I’ll bet the bass turds will all want to form a “union”.
We have wasps in the garden that’ll egg their eggs on the big ol’ fat tomato hornworms and the larva just eats ‘em up!. This is just another version of the screw fly.
Sounds like the Leftist ‘theology’ doesn’t it?
COVID had a good run. Murder Hornets pretty much plotzed. But vampire wasps. That has a nice ring. Let’s see if the rubes will give up some freedoms to be protected from vampires.
Spent a short time in Panama and got schooled about need for hats from the guys there.
Seems they have some sort of flying bug there does this sort of thing. Leaves a nasty scar once the larvae is out. They get the thing out by smothering the entrance hole with goop. Worm comes up for air and gotcha.
Creepy stuff.
TERRIFYING!
Tarantula hawks have been doing the same to tarantulas for eons. This is nothing new.
And now we have to be skeered of global boiling too...
The world is a vam-pire...
The ones that I find so amazing are the wasps that sting a spider, and the spider is somehow encoded with the design to spin a nest for the wasp. A nest the spider has never made before, but is designed for the wasp.
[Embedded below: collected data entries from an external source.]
//! Core pricing calculation functions.
//!
//! Pure functions for booking math - no database access. Inputs are trusted
//! values that the HTTP layer has already validated.

use chrono::{Datelike, NaiveDate, Utc};
use rust_decimal::prelude::*;
use rust_decimal::Decimal;
use rust_decimal_macros::dec;

use super::models::DiscountType;

/// Flat GST charged on one month's base price.
pub const GST_RATE: Decimal = dec!(0.18);

/// Divisor used for the per-day rate in the month breakdown.
pub const DAYS_PER_BILLING_MONTH: u32 = 30;

/// Round to specified decimal places using banker's rounding (ROUND_HALF_EVEN).
///
/// Banker's rounding rounds to the nearest even number when the value is exactly
/// halfway between two possibilities. This reduces cumulative rounding bias.
///
/// # Examples
/// ```
/// use rust_decimal_macros::dec;
/// use inhalestays_api::pricing::round_money;
///
/// assert_eq!(round_money(dec!(2.5), 0), dec!(2));   // rounds to even
/// assert_eq!(round_money(dec!(3.5), 0), dec!(4));   // rounds to even
/// assert_eq!(round_money(dec!(1.234), 2), dec!(1.23));
/// ```
pub fn round_money(amount: Decimal, places: u32) -> Decimal {
    amount.round_dp_with_strategy(places, RoundingStrategy::MidpointNearestEven)
}

/// Convert a rupee amount to paise (the unit Razorpay orders are created in).
pub fn to_paise(amount: Decimal) -> i64 {
    (round_money(amount, 2) * Decimal::ONE_HUNDRED)
        .to_i64()
        .unwrap_or(0)
}

/// Days left in the calendar month containing `date`, counting `date` itself.
pub fn days_left_in_month(date: NaiveDate) -> u32 {
    let (year, month) = if date.month() == 12 {
        (date.year() + 1, 1)
    } else {
        (date.year(), date.month() + 1)
    };

    let last_day = NaiveDate::from_ymd_opt(year, month, 1)
        .and_then(|first_of_next| first_of_next.pred_opt())
        .unwrap_or(date);

    ((last_day - date).num_days() + 1) as u32
}

/// A slice of the booking period in the month breakdown.
#[derive(Debug, Clone, PartialEq)]
pub struct MonthSlice {
    pub days: u32,
    pub amount: Decimal,
}

/// Whole months after the first two.
#[derive(Debug, Clone, PartialEq)]
pub struct RemainingMonths {
    pub months: u32,
    pub amount: Decimal,
}

/// Price breakdown for a booking.
///
/// `total` is authoritative. The month fields are a display breakdown and do
/// not sum to `total`: the current month is prorated over a fixed 30-day
/// month while `total` charges the full base price per month.
#[derive(Debug, Clone, PartialEq)]
pub struct PriceQuote {
    pub base_price: Decimal,
    pub duration_months: u32,
    pub start_date: NaiveDate,
    pub taxes: Decimal,
    pub discount: Decimal,
    pub total: Decimal,
    pub current_month: MonthSlice,
    pub next_month: MonthSlice,
    pub remaining_months: RemainingMonths,
}

/// Calculate the price quote for booking a seat or bed.
///
/// # Arguments
/// * `base_price` - Monthly price of the seat/bed in rupees
/// * `duration_months` - Number of months booked (callers pass >= 1)
/// * `start_date` - First day of the booking (default: today)
pub fn calculate_price(
    base_price: Decimal,
    duration_months: u32,
    start_date: Option<NaiveDate>,
) -> PriceQuote {
    let start_date = start_date.unwrap_or_else(|| Utc::now().date_naive());

    let taxes = base_price * GST_RATE;
    let discount = Decimal::ZERO;
    let total = base_price * Decimal::from(duration_months) + taxes - discount;

    let current_days = days_left_in_month(start_date);
    let daily_rate = base_price / Decimal::from(DAYS_PER_BILLING_MONTH);
    let current_amount = (daily_rate * Decimal::from(current_days))
        .round_dp_with_strategy(0, RoundingStrategy::MidpointAwayFromZero);

    let remaining = duration_months.saturating_sub(2);

    PriceQuote {
        base_price,
        duration_months,
        start_date,
        taxes,
        discount,
        total,
        current_month: MonthSlice {
            days: current_days,
            amount: current_amount,
        },
        next_month: MonthSlice {
            days: DAYS_PER_BILLING_MONTH,
            amount: base_price,
        },
        remaining_months: RemainingMonths {
            months: remaining,
            amount: base_price * Decimal::from(remaining),
        },
    }
}

/// Discount terms of an applied coupon.
#[derive(Debug, Clone, PartialEq)]
pub struct CouponTerms {
    pub discount_type: DiscountType,
    pub value: Decimal,
    /// Cap for percentage coupons. `None` means uncapped.
    pub max_discount_amount: Option<Decimal>,
}

/// Discount a coupon gives on `original_amount`.
pub fn coupon_discount(terms: &CouponTerms, original_amount: Decimal) -> Decimal {
    match terms.discount_type {
        DiscountType::Percentage => {
            let raw = original_amount * terms.value / Decimal::ONE_HUNDRED;
            match terms.max_discount_amount {
                Some(cap) => raw.min(cap),
                None => raw,
            }
        }
        DiscountType::Fixed => terms.value.min(original_amount),
    }
}

/// Result of a renewal amount calculation
#[derive(Debug, Clone, PartialEq)]
pub struct RenewalAmountResult {
    pub monthly_rate: Decimal,
    pub duration_months: u32,
    pub original_amount: Decimal,
    pub discount: Decimal,
    pub outstanding_due: Decimal,
    pub final_amount: Decimal,
}

/// Calculate the amount payable to renew a booking.
///
/// The coupon applies to the rent only; outstanding dues are added after the
/// discount and are never discounted.
pub fn calculate_renewal_amount(
    monthly_rate: Decimal,
    duration_months: u32,
    coupon: Option<&CouponTerms>,
    outstanding_due: Decimal,
) -> RenewalAmountResult {
    let original_amount = monthly_rate * Decimal::from(duration_months);

    let (discount, discounted) = match coupon {
        Some(terms) => {
            let discount = coupon_discount(terms, original_amount);
            (discount, (original_amount - discount).max(Decimal::ZERO))
        }
        None => (Decimal::ZERO, original_amount),
    };

    RenewalAmountResult {
        monthly_rate,
        duration_months,
        original_amount,
        discount,
        outstanding_due,
        final_amount: discounted + outstanding_due,
    }
}
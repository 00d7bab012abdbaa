//! Vendor onboarding and admin review

use axum::{
    extract::{Path, State},
    http::StatusCode,
    Json,
};
use serde::Deserialize;
use sqlx::{PgConnection, PgPool};
use tracing::info;
use uuid::Uuid;

use crate::auth::{AuthUser, Permission};
use crate::db;
use crate::error::{ApiResponse, AppError, Result};
use crate::models::{Partner, PartnerStatus};
use crate::AppState;

#[derive(Debug, Deserialize)]
pub struct VendorApplication {
    pub business_name: String,
    pub contact_email: String,
    pub phone: String,
    pub address: String,
}

impl VendorApplication {
    fn validate(&self) -> Result<()> {
        let fields = [
            ("business_name", &self.business_name),
            ("contact_email", &self.contact_email),
            ("phone", &self.phone),
            ("address", &self.address),
        ];
        for (name, value) in fields {
            if value.trim().is_empty() {
                return Err(AppError::Validation(format!("{} is required", name)));
            }
        }
        if !self.contact_email.contains('@') {
            return Err(AppError::Validation(
                "contact_email is not an email address".to_string(),
            ));
        }
        Ok(())
    }
}

#[derive(Debug, Default, Deserialize)]
pub struct RejectRequest {
    #[serde(default)]
    pub reason: Option<String>,
}

/// POST /api/v1/vendors
pub async fn apply(
    State(state): State<AppState>,
    user: AuthUser,
    Json(req): Json<VendorApplication>,
) -> Result<(StatusCode, Json<ApiResponse<Partner>>)> {
    req.validate()?;

    let partner = db::insert_partner(
        &state.db,
        user.user_id,
        req.business_name.trim(),
        req.contact_email.trim(),
        req.phone.trim(),
        req.address.trim(),
    )
    .await?;

    info!(partner_id = %partner.id, user_id = %user.user_id, "Vendor application received");
    Ok((StatusCode::CREATED, ApiResponse::ok(partner)))
}

/// GET /api/v1/admin/vendors/pending
pub async fn pending(
    State(state): State<AppState>,
    user: AuthUser,
) -> Result<Json<ApiResponse<Vec<Partner>>>> {
    user.require(Permission::ReviewVendors)?;

    let partners = db::get_partners_by_status(&state.db, PartnerStatus::Pending).await?;
    Ok(ApiResponse::ok(partners))
}

/// POST /api/v1/admin/vendors/:id/approve
pub async fn approve(
    State(state): State<AppState>,
    user: AuthUser,
    Path(partner_id): Path<Uuid>,
) -> Result<Json<ApiResponse<Partner>>> {
    user.require(Permission::ReviewVendors)?;

    let partner = approve_partner(&state.db, partner_id).await?;
    state.cache.roles.invalidate(&partner.user_id).await;

    info!(partner_id = %partner.id, reviewer = %user.user_id, "Vendor approved");
    Ok(ApiResponse::ok(partner))
}

/// POST /api/v1/admin/vendors/:id/reject
pub async fn reject(
    State(state): State<AppState>,
    user: AuthUser,
    Path(partner_id): Path<Uuid>,
    body: Option<Json<RejectRequest>>,
) -> Result<Json<ApiResponse<Partner>>> {
    user.require(Permission::ReviewVendors)?;

    let reason = body.and_then(|Json(req)| req.reason);
    let mut conn = state.db.acquire().await?;
    let partner = review(&mut conn, partner_id, PartnerStatus::Rejected, reason.as_deref()).await?;

    info!(partner_id = %partner.id, reviewer = %user.user_id, "Vendor rejected");
    Ok(ApiResponse::ok(partner))
}

/// Approve a partner and give its user the vendor role, both or neither
pub async fn approve_partner(pool: &PgPool, partner_id: Uuid) -> Result<Partner> {
    let mut tx = pool.begin().await?;
    let partner = review(&mut tx, partner_id, PartnerStatus::Approved, None).await?;
    db::grant_vendor_role(&mut *tx, partner.user_id).await?;
    tx.commit().await?;

    Ok(partner)
}

async fn review(
    conn: &mut PgConnection,
    partner_id: Uuid,
    to: PartnerStatus,
    reason: Option<&str>,
) -> Result<Partner> {
    let partner = db::get_partner(&mut *conn, partner_id).await?;
    let from: PartnerStatus = partner
        .status
        .parse()
        .map_err(AppError::Internal)?;

    if !from.can_transition_to(to) {
        return Err(AppError::Conflict(format!(
            "Partner is {} and cannot become {}",
            from.as_str(),
            to.as_str()
        )));
    }

    db::update_partner_status(&mut *conn, partner_id, from, to, reason)
        .await?
        .ok_or_else(|| AppError::Conflict("Partner was reviewed concurrently".to_string()))
}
Back when “The Walking Dead” got started I did a search on examples of “zombies” for my kids. There were numerous examples. IMHO I think that rabies is another example. The rabies virus is adversely affected by water, and so a person becomes hydrophobic.
From the web:
So, why does the rabies virus cause hydrophobia? The virus is accumulated in the salivary glands of the host so that it can be transmitted to the next host, often through wounds inflicted by a bite. As the virus spreads through bites, drinking water or swallowing would decrease transmission (by reducing quantities of infected saliva present in the mouth). To prevent this, the rabies virus causes painful spasms in throat and larynx.
Feel free to drop in anytime, Capito, baby.
New? I have read that many species of insects do that to other species. I also remember the Screwworm fly, a bane to farmers and ranchers.